I bought separately a pair of those Power HD HD-2216MG, for their strength and build quality. They produce 3.9 Kg.cm of torque at 6V. By the way, you won't find them at a better price, at least here in UK.

cr0sh:

Yeah, I would sell wife and kids, so I can have a workshop with all the tools. I would make even my own paper cups, if my circumstances would allow it.

Brackets are going fast. I sold two, in two hours.

DROBNJAK - Thanks for the pointers to the metal gear servo's.

We got a small CNC milling machine working for the first time yesterday, so I suspect I'll be trying to make stuff using that for a while :slight_smile:

I'm planing on making a robot gearbox first, but something like that pan & tilt is very interesting for some of my related plans.

HTH
GB

Wow, CNC mill, I have so many projects for that. Which one did you get? Possibly Taig Mini?

No, something so old, the UK distributor has no documentation for it.
It's not mine, but a schools.

It's a CAMM-3 PNC-300

We needed a PC with a parallel port, that would run its old software.
We can't find specs and we can find tools.
At the moment, we have a 3mm end mill, and that's it :frowning:

But, good enough to cut things with holes bigger than 3mm :slight_smile:

GB

That is a cool cat. That will do lots of work.

I discovered rescently an excelent prototyping material. Its humble polystirene. Actually all the big modern art public statues, all the silly varietey of them, are done in polystirene. They actually do big prototypes for cars in polystirene, on huge CNC machine somewhere in UK. The main advantage of polystirene is that it costs nothing. Just get some from scrapyard :).
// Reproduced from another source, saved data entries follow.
use serde::{Deserialize, Serialize};

pub const DEFAULT_BASE_URL: &str = "https://router.huggingface.co/v1/chat/completions";
pub const DEFAULT_MODEL: &str = "meta-llama/Meta-Llama-3-8B-Instruct:novita";
pub const ANY_ORIGIN: &str = "*";

#[derive(Debug, Clone, Default, Serialize, Deserialize)]
pub struct Config {
    #[serde(default)]
    pub llm: LlmConfig,
    #[serde(default)]
    pub server: ServerConfig,
}

#[derive(Debug, Clone, Serialize, Deserialize)]
pub struct LlmConfig {
    #[serde(default = "default_base_url")]
    pub base_url: String,
    #[serde(default, skip_serializing)]
    pub api_key: String,
    #[serde(default = "default_model")]
    pub model: String,
    #[serde(default = "default_temperature")]
    pub temperature: f32,
    #[serde(default = "default_top_p")]
    pub top_p: f32,
    #[serde(default = "default_max_tokens")]
    pub max_tokens: u32,
    #[serde(default = "default_timeout_secs")]
    pub timeout_secs: u64,
}

#[derive(Debug, Clone, Serialize, Deserialize)]
pub struct ServerConfig {
    #[serde(default = "default_host")]
    pub host: String,
    #[serde(default = "default_port")]
    pub port: u16,
    /// Browser origin allowed by CORS; `*` leaves it unrestricted.
    #[serde(default = "default_allowed_origin")]
    pub allowed_origin: String,
    #[serde(default)]
    pub logs: LogsConfig,
}

#[derive(Debug, Clone, Serialize, Deserialize)]
pub struct LogsConfig {
    #[serde(default = "default_log_level")]
    pub level: String,
}

impl Default for LlmConfig {
    fn default() -> Self {
        Self {
            base_url: default_base_url(),
            api_key: String::new(),
            model: default_model(),
            temperature: default_temperature(),
            top_p: default_top_p(),
            max_tokens: default_max_tokens(),
            timeout_secs: default_timeout_secs(),
        }
    }
}

impl Default for ServerConfig {
    fn default() -> Self {
        Self {
            host: default_host(),
            port: default_port(),
            allowed_origin: default_allowed_origin(),
            logs: LogsConfig::default(),
        }
    }
}

impl Default for LogsConfig {
    fn default() -> Self {
        Self {
            level: default_log_level(),
        }
    }
}

fn default_base_url() -> String {
    DEFAULT_BASE_URL.to_string()
}

fn default_model() -> String {
    DEFAULT_MODEL.to_string()
}

fn default_temperature() -> f32 {
    0.7
}

fn default_top_p() -> f32 {
    0.9
}

fn default_max_tokens() -> u32 {
    380
}

fn default_timeout_secs() -> u64 {
    60
}

fn default_host() -> String {
    "0.0.0.0".to_string()
}

fn default_port() -> u16 {
    8080
}

fn default_allowed_origin() -> String {
    ANY_ORIGIN.to_string()
}

fn default_log_level() -> String {
    "info".to_string()
}
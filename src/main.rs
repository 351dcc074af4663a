use anyhow::Result;
use stylecheck_words::{config, server};
use tracing::info;
use tracing_subscriber::{EnvFilter, filter::LevelFilter};

/// Picks the log filter: `RUST_LOG` directives win, otherwise the configured
/// level, which must be one of the plain level names.
fn log_filter(configured_level: &str) -> Result<EnvFilter> {
    if let Ok(filter) = EnvFilter::try_from_default_env() {
        return Ok(filter);
    }

    configured_level.parse::<LevelFilter>().map_err(|_| {
        anyhow::anyhow!(
            "Invalid log level: '{}'. Valid levels: error, warn, info, debug, trace",
            configured_level
        )
    })?;

    Ok(EnvFilter::new(configured_level))
}

#[tokio::main]
async fn main() -> Result<()> {
    // Without HF_API_KEY there is nothing this service can do; refuse to start.
    let config = match config::load().await {
        Ok(config) => config,
        Err(e) => {
            eprintln!("Failed to load configuration: {}", e);
            std::process::exit(1);
        }
    };

    let filter = match log_filter(&config.server.logs.level) {
        Ok(filter) => filter,
        Err(e) => {
            eprintln!("{}", e);
            std::process::exit(1);
        }
    };

    tracing_subscriber::fmt().with_env_filter(filter).json().init();

    info!(
        model = %config.llm.model,
        upstream = %config.llm.base_url,
        "StyleCheck word generator starting"
    );

    server::run(config).await?;

    Ok(())
}
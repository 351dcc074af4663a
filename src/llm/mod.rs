mod client;
mod types;

pub use client::{ChatCompletionsClient, LlmClient};
pub use types::{ChatCompletionResponse, Choice, ResponseMessage};
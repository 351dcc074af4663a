use axum::Router;
use serde_json::{Value, json};
use std::sync::Arc;
use stylecheck_words::{
    config::LlmConfig,
    server::{handlers::AppState, router},
};

use super::MockLlmClient;

pub const TEST_MODEL: &str = "test-org/test-model";

/// The generated payload used throughout the tests, as the model would print it.
pub const SAMPLE_GENERATION: &str = r#"{"three_word_name":"A B C","five_word_name":"A B C D E","eight_word_name":"A B C D E F G H","short_description":"x","long_description":["p1","p2","p3"]}"#;

pub fn fenced(body: &str) -> String {
    format!("```json\n{}\n```", body)
}

pub fn chat_completion_body(content: &str) -> Value {
    json!({
        "choices": [
            { "message": { "content": content } }
        ]
    })
}

/// LLM settings pointing at a mock upstream.
pub fn create_test_llm_config(base_url: &str) -> LlmConfig {
    LlmConfig {
        base_url: base_url.to_string(),
        api_key: "test-key".to_string(),
        model: TEST_MODEL.to_string(),
        ..LlmConfig::default()
    }
}

pub fn create_test_app(llm: MockLlmClient) -> Router {
    create_test_app_with_origin(llm, "*")
}

pub fn create_test_app_with_origin(llm: MockLlmClient, origin: &str) -> Router {
    let state = AppState {
        llm: Arc::new(llm),
        model: TEST_MODEL.to_string(),
    };
    router(state, origin).expect("valid test router")
}
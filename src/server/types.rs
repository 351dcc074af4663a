use crate::generation::GenerationResult;
use serde::{Deserialize, Serialize};

#[derive(Debug, Default, Deserialize)]
pub struct GenerateRequest {
    #[serde(default)]
    pub apparel_type: Option<String>,
    /// e.g. "Brand: Zara, Fit: Slim, Material: Cotton, Color: Blue"
    #[serde(default)]
    pub attributes: Option<String>,
}

#[derive(Debug, Serialize)]
pub struct GenerateResponse {
    pub generated: GenerationResult,
}

#[derive(Debug, Serialize)]
pub struct HealthResponse {
    pub status: &'static str,
    pub model: String,
}

#[derive(Debug, Serialize)]
pub struct ErrorResponse {
    pub detail: String,
}
use super::types::ChatCompletionResponse;
use crate::{Error, Result, config::LlmConfig};
use async_openai::types::{
    ChatCompletionRequestMessage, ChatCompletionRequestUserMessageArgs,
    ChatCompletionRequestUserMessageContent, CreateChatCompletionRequest,
    CreateChatCompletionRequestArgs,
};
use async_trait::async_trait;
use std::time::Duration;
use tracing::{debug, warn};

#[async_trait]
pub trait LlmClient: Send + Sync {
    /// Sends `prompt` as a single user message and returns the raw reply text.
    async fn complete(&self, prompt: &str) -> Result<String>;
}

/// Client for an OpenAI-compatible `/chat/completions` endpoint.
pub struct ChatCompletionsClient {
    http: reqwest::Client,
    config: LlmConfig,
}

impl ChatCompletionsClient {
    pub fn new(config: LlmConfig) -> Result<Self> {
        let http = reqwest::Client::builder()
            .timeout(Duration::from_secs(config.timeout_secs))
            .build()?;

        Ok(Self { http, config })
    }

    pub fn model(&self) -> &str {
        &self.config.model
    }

    #[allow(deprecated)]
    pub fn build_request(&self, prompt: &str) -> Result<CreateChatCompletionRequest> {
        let message = ChatCompletionRequestUserMessageArgs::default()
            .content(ChatCompletionRequestUserMessageContent::Text(
                prompt.to_string(),
            ))
            .build()?;
        let messages: Vec<ChatCompletionRequestMessage> = vec![message.into()];

        let request = CreateChatCompletionRequestArgs::default()
            .model(&self.config.model)
            .messages(messages)
            .temperature(self.config.temperature)
            .top_p(self.config.top_p)
            .max_tokens(self.config.max_tokens)
            .stream(false)
            .build()?;

        Ok(request)
    }

    fn transport_error(&self, e: reqwest::Error) -> Error {
        if e.is_timeout() {
            Error::Timeout {
                secs: self.config.timeout_secs,
            }
        } else {
            Error::Network(e)
        }
    }
}

#[async_trait]
impl LlmClient for ChatCompletionsClient {
    async fn complete(&self, prompt: &str) -> Result<String> {
        let request = self.build_request(prompt)?;

        debug!(
            "Sending chat completion to {} (model {}, prompt {} chars)",
            self.config.base_url,
            self.config.model,
            prompt.len()
        );

        let response = self
            .http
            .post(&self.config.base_url)
            .bearer_auth(&self.config.api_key)
            .json(&request)
            .send()
            .await
            .map_err(|e| self.transport_error(e))?;

        let status = response.status();
        let body = response
            .text()
            .await
            .map_err(|e| self.transport_error(e))?;

        if !status.is_success() {
            warn!("Upstream returned {}: {}", status, body);
            return Err(Error::upstream(status.as_u16(), body));
        }

        let completion: ChatCompletionResponse = serde_json::from_str(&body)
            .map_err(|e| Error::llm(format!("Malformed chat completion response: {}", e)))?;

        debug!(
            "Received chat completion with {} choices",
            completion.choices.len()
        );

        completion
            .into_content()
            .ok_or_else(|| Error::llm("Chat completion contained no message content"))
    }
}
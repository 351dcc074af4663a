use async_trait::async_trait;
use stylecheck_words::{Error, Result, llm::LlmClient};
use std::sync::{Arc, Mutex};

/// Scripted stand-in for the inference endpoint. Records every prompt it receives.
#[derive(Debug, Clone)]
pub struct MockLlmClient {
    pub responses: Arc<Mutex<Vec<String>>>,
    pub prompts: Arc<Mutex<Vec<String>>>,
    pub upstream_error: Option<(u16, String)>,
}

impl MockLlmClient {
    pub fn new() -> Self {
        Self {
            responses: Arc::new(Mutex::new(Vec::new())),
            prompts: Arc::new(Mutex::new(Vec::new())),
            upstream_error: None,
        }
    }

    pub fn with_response(self, response: impl Into<String>) -> Self {
        self.responses.lock().unwrap().push(response.into());
        self
    }

    pub fn with_upstream_error(mut self, status: u16, body: impl Into<String>) -> Self {
        self.upstream_error = Some((status, body.into()));
        self
    }

    pub fn call_count(&self) -> usize {
        self.prompts.lock().unwrap().len()
    }

    pub fn get_prompts(&self) -> Vec<String> {
        self.prompts.lock().unwrap().clone()
    }
}

impl Default for MockLlmClient {
    fn default() -> Self {
        Self::new()
    }
}

#[async_trait]
impl LlmClient for MockLlmClient {
    async fn complete(&self, prompt: &str) -> Result<String> {
        self.prompts.lock().unwrap().push(prompt.to_string());

        if let Some((status, body)) = &self.upstream_error {
            return Err(Error::upstream(*status, body.clone()));
        }

        let mut responses = self.responses.lock().unwrap();
        if responses.is_empty() {
            return Err(Error::llm("No more mock responses available"));
        }

        Ok(responses.remove(0))
    }
}
//! # bound - blocklist generator for the unbound DNS resolver
//!
//! Builds a domain blocklist from community list sources and turns it into
//! an unbound configuration fragment that refuses every listed domain.
//!
//! ## Architecture
//!
//! ```text
//! ┌─────────────────────────────────────────────────────────────┐
//! │                         bound                               │
//! ├─────────────────────────────────────────────────────────────┤
//! │  CLI (clap)                                                 │
//! │    └── Commands: update, parse, version                     │
//! ├─────────────────────────────────────────────────────────────┤
//! │  Config (serde_yaml)                                        │
//! ├─────────────────────────────────────────────────────────────┤
//! │  Fetcher (reqwest + rustls)                                 │
//! │    └── List-of-lists index, nested lists in parallel        │
//! ├─────────────────────────────────────────────────────────────┤
//! │  Classifier / Parser (regex)                                │
//! │    └── Bare, numeric-prefix, trailing-comment, hosts lines  │
//! ├─────────────────────────────────────────────────────────────┤
//! │  Aggregator                                                 │
//! │    └── Set union and allowlist subtraction                  │
//! ├─────────────────────────────────────────────────────────────┤
//! │  Emitter + Resolver                                         │
//! │    └── local-zone refuse lines, unbound-checkconf, restart  │
//! └─────────────────────────────────────────────────────────────┘
//! ```
//!
//! ## Example Usage
//!
//! ```no_run
//! use bound::aggregator::{aggregate, subtract};
//! use bound::config::Config;
//! use bound::emitter::emit;
//! use bound::fetcher::Fetcher;
//! use bound::fs_abstraction::real_fs;
//!
//! #[tokio::main]
//! async fn main() -> anyhow::Result<()> {
//!     let config = Config::default();
//!     let fetcher = Fetcher::new(&config.fetch)?;
//!
//!     let blocklist = aggregate(&fetcher, real_fs(), &config.blocklist).await?;
//!     let allowlist = aggregate(&fetcher, real_fs(), &config.allowlist).await?;
//!     let domains = subtract(&blocklist, &allowlist);
//!
//!     emit(real_fs(), &domains, &config.output)?;
//!     Ok(())
//! }
//! ```
//!
//! ## Modules
//!
//! - [`aggregator`] - Domain set union and allowlist subtraction
//! - [`classifier`] - Per-line dialect recognition
//! - [`cli`] - Command-line interface definitions
//! - [`commands`] - CLI command implementations
//! - [`config`] - Configuration parsing and validation
//! - [`emitter`] - unbound `local-zone` rendering
//! - [`fetcher`] - HTTP client for list indexes and lists
//! - [`lock`] - File locking for concurrent execution prevention
//! - [`parser`] - Domain extraction from list content
//! - [`resolver`] - unbound check and restart
//! - [`utils`] - Common utility functions (formatting)

pub mod aggregator;
pub mod classifier;
pub mod cli;
pub mod cmd_abstraction;
pub mod commands;
pub mod config;
pub mod emitter;
pub mod error;
pub mod fetcher;
pub mod fs_abstraction;
pub mod lock;
pub mod parser;
pub mod resolver;
pub mod utils;

pub use cli::{Cli, Commands};
pub use config::Config;
pub use error::BoundError;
I tried grinding it with Dremel drill and its just perfect. Produces realy smooth surfaces, which was surprise.

Try it, for the price you'll like it.

They actually do big prototypes for cars in polystirene, on huge CNC machine somewhere in UK.

I worked as a contractor for Rover Group in the 90's, and I've seen the machines they used then.
I'm out of date, but they used to use a full-size-car clay 'buck' (a frame to hold the clay, because you don't want a solid car-sized lump of clay), and do the fine shaping and detail by hand, then digitise the whole thing.
They would paint and finish the thing to show-room standards. Very funcky.

We use the blue plastic foam (can't remember its name, some people call it builders foam, which I believe is also polysterene) for CNC. Gives a nice finish.

CNC milling is lovely :slight_smile:
GB

We needed a PC with a parallel port, that would run its old software. We can't find specs and we can find tools.

If you have a pc with an available pci slot, you can get an inexpensive parallel port card for it. The below is from the link posted, so there may be a serial port option.

INTERFACE Parallel (Centronics), Serial (RS-232C)

zoomkat, good point, thanks.

They had a couple of old PC's with parallel ports so we got it going. The software was happy on the old MS OS (Windows 98?)

(I should add, that I don't know how purchasing works in the school. Some things seem to be easy, and other things of a similar price hard.)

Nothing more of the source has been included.